━━ INFORMATION SUPPLIED

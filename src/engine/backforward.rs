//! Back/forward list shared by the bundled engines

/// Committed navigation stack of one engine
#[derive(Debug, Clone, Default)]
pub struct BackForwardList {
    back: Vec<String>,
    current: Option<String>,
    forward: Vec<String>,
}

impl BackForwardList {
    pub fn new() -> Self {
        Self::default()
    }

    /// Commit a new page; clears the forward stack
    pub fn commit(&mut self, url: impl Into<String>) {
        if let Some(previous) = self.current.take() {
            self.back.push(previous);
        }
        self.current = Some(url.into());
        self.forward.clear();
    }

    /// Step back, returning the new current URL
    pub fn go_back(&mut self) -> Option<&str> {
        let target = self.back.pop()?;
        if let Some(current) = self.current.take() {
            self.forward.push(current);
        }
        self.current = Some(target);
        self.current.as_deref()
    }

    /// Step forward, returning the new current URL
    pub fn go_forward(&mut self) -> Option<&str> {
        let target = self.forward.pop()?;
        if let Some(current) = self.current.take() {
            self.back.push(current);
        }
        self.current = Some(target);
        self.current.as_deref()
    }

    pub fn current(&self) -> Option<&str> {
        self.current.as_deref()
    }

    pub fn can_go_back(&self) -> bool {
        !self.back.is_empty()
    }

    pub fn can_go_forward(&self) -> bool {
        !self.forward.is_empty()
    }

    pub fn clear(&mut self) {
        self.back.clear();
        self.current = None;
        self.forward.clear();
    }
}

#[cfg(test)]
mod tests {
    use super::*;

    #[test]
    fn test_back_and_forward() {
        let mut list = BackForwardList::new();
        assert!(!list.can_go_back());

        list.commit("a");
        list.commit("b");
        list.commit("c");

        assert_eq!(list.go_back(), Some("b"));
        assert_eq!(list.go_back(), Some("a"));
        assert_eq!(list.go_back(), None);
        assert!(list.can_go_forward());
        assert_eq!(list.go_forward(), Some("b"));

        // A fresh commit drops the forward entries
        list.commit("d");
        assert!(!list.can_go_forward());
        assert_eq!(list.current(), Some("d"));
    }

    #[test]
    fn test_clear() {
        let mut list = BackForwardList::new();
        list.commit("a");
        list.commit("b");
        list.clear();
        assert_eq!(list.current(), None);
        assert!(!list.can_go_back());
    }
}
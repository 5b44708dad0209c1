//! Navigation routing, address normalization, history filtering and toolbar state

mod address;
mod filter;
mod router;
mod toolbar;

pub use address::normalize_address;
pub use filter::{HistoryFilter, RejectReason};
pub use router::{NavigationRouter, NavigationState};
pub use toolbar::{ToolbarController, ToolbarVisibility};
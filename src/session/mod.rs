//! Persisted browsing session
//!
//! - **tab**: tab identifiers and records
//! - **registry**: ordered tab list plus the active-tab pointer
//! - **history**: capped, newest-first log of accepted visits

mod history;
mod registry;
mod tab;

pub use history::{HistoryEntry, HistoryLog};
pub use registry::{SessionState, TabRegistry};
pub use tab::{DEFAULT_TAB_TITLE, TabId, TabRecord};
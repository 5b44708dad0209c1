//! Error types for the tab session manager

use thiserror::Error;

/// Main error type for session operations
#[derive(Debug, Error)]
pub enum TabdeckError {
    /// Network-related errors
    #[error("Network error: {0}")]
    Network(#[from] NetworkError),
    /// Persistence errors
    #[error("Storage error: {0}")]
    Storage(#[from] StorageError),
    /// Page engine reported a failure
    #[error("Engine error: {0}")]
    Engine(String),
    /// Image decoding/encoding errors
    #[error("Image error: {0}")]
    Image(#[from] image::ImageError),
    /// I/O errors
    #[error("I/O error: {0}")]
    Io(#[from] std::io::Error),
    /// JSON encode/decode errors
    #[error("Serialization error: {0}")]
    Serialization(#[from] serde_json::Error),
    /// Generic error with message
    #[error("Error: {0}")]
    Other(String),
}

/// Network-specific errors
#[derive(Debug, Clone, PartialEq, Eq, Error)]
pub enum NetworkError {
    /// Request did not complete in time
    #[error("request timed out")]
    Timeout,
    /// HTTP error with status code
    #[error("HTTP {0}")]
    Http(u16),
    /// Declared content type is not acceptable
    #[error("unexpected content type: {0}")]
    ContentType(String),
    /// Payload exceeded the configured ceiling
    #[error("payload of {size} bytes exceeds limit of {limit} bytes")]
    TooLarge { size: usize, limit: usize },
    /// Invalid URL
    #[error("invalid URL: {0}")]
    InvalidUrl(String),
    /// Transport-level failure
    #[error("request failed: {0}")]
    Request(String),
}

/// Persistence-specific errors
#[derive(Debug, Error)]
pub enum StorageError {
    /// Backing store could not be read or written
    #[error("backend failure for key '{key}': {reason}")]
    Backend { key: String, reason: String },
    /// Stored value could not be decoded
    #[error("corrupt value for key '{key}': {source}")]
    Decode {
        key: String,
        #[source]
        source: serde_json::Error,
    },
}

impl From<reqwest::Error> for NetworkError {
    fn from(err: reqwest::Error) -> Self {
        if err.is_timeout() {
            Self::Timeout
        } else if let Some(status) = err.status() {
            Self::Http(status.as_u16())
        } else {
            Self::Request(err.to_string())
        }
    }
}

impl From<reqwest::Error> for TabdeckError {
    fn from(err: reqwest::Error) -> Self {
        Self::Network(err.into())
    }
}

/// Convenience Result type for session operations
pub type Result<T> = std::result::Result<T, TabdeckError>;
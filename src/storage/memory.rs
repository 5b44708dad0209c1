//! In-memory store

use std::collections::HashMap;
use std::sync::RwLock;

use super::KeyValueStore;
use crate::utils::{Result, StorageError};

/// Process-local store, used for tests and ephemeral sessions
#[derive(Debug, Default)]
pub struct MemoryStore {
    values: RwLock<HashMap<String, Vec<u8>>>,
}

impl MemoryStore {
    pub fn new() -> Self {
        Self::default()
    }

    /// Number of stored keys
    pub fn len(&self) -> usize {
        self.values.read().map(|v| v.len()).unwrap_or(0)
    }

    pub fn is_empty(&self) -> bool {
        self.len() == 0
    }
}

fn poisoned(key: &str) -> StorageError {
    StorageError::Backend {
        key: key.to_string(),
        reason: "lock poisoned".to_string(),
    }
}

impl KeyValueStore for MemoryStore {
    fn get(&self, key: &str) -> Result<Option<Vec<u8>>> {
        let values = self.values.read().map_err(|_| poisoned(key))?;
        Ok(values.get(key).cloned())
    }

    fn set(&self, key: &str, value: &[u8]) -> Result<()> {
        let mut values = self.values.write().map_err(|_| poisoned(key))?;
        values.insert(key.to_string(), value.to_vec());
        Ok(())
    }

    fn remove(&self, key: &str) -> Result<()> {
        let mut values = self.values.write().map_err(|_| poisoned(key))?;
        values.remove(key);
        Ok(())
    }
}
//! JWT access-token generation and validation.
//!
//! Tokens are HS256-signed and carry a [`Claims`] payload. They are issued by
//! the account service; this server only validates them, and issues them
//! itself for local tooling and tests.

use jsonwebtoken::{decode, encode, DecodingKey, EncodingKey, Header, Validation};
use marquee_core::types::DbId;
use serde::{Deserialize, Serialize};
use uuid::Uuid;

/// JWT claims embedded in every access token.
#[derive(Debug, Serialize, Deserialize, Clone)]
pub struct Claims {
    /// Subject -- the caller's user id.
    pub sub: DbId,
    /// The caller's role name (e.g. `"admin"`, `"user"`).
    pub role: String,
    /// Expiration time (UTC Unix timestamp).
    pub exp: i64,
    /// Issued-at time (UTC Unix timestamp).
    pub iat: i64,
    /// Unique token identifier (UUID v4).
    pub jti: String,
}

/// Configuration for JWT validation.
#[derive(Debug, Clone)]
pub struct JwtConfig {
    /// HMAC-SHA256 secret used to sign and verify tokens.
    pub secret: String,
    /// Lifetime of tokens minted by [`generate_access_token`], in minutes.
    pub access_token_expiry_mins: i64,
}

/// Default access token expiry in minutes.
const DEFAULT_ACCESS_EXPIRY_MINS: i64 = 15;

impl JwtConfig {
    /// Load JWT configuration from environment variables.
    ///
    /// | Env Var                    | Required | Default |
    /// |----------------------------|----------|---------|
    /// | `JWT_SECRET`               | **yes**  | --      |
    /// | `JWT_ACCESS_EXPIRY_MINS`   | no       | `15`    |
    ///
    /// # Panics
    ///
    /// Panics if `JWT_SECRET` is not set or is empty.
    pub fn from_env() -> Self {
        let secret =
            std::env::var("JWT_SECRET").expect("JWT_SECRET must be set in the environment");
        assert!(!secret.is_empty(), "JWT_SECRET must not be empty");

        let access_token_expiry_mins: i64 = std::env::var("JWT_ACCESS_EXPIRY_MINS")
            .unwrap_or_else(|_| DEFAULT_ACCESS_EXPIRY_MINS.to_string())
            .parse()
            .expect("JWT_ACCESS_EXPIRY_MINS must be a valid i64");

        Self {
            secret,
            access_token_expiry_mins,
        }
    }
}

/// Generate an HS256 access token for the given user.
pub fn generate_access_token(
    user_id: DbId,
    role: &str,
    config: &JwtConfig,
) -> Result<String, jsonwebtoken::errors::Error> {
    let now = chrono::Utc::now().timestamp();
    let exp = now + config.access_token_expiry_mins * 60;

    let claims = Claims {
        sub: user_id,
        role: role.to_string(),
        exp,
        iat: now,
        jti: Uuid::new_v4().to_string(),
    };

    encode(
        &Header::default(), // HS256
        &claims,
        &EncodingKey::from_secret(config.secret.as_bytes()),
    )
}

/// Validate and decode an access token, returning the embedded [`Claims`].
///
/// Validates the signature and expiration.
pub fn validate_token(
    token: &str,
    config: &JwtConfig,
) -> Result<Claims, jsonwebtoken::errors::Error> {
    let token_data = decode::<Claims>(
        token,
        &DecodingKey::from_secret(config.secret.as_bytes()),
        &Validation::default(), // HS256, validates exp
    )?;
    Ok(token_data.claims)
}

━━━━

(TASK PROMPT)
Find the string "role" in the data. Report each line it appears in.

(REPLY TO THE TASK)
    /// The caller's role name (e.g. `"admin"`, `"user"`).
    pub role: String,
    role: &str,
        role: role.to_string(),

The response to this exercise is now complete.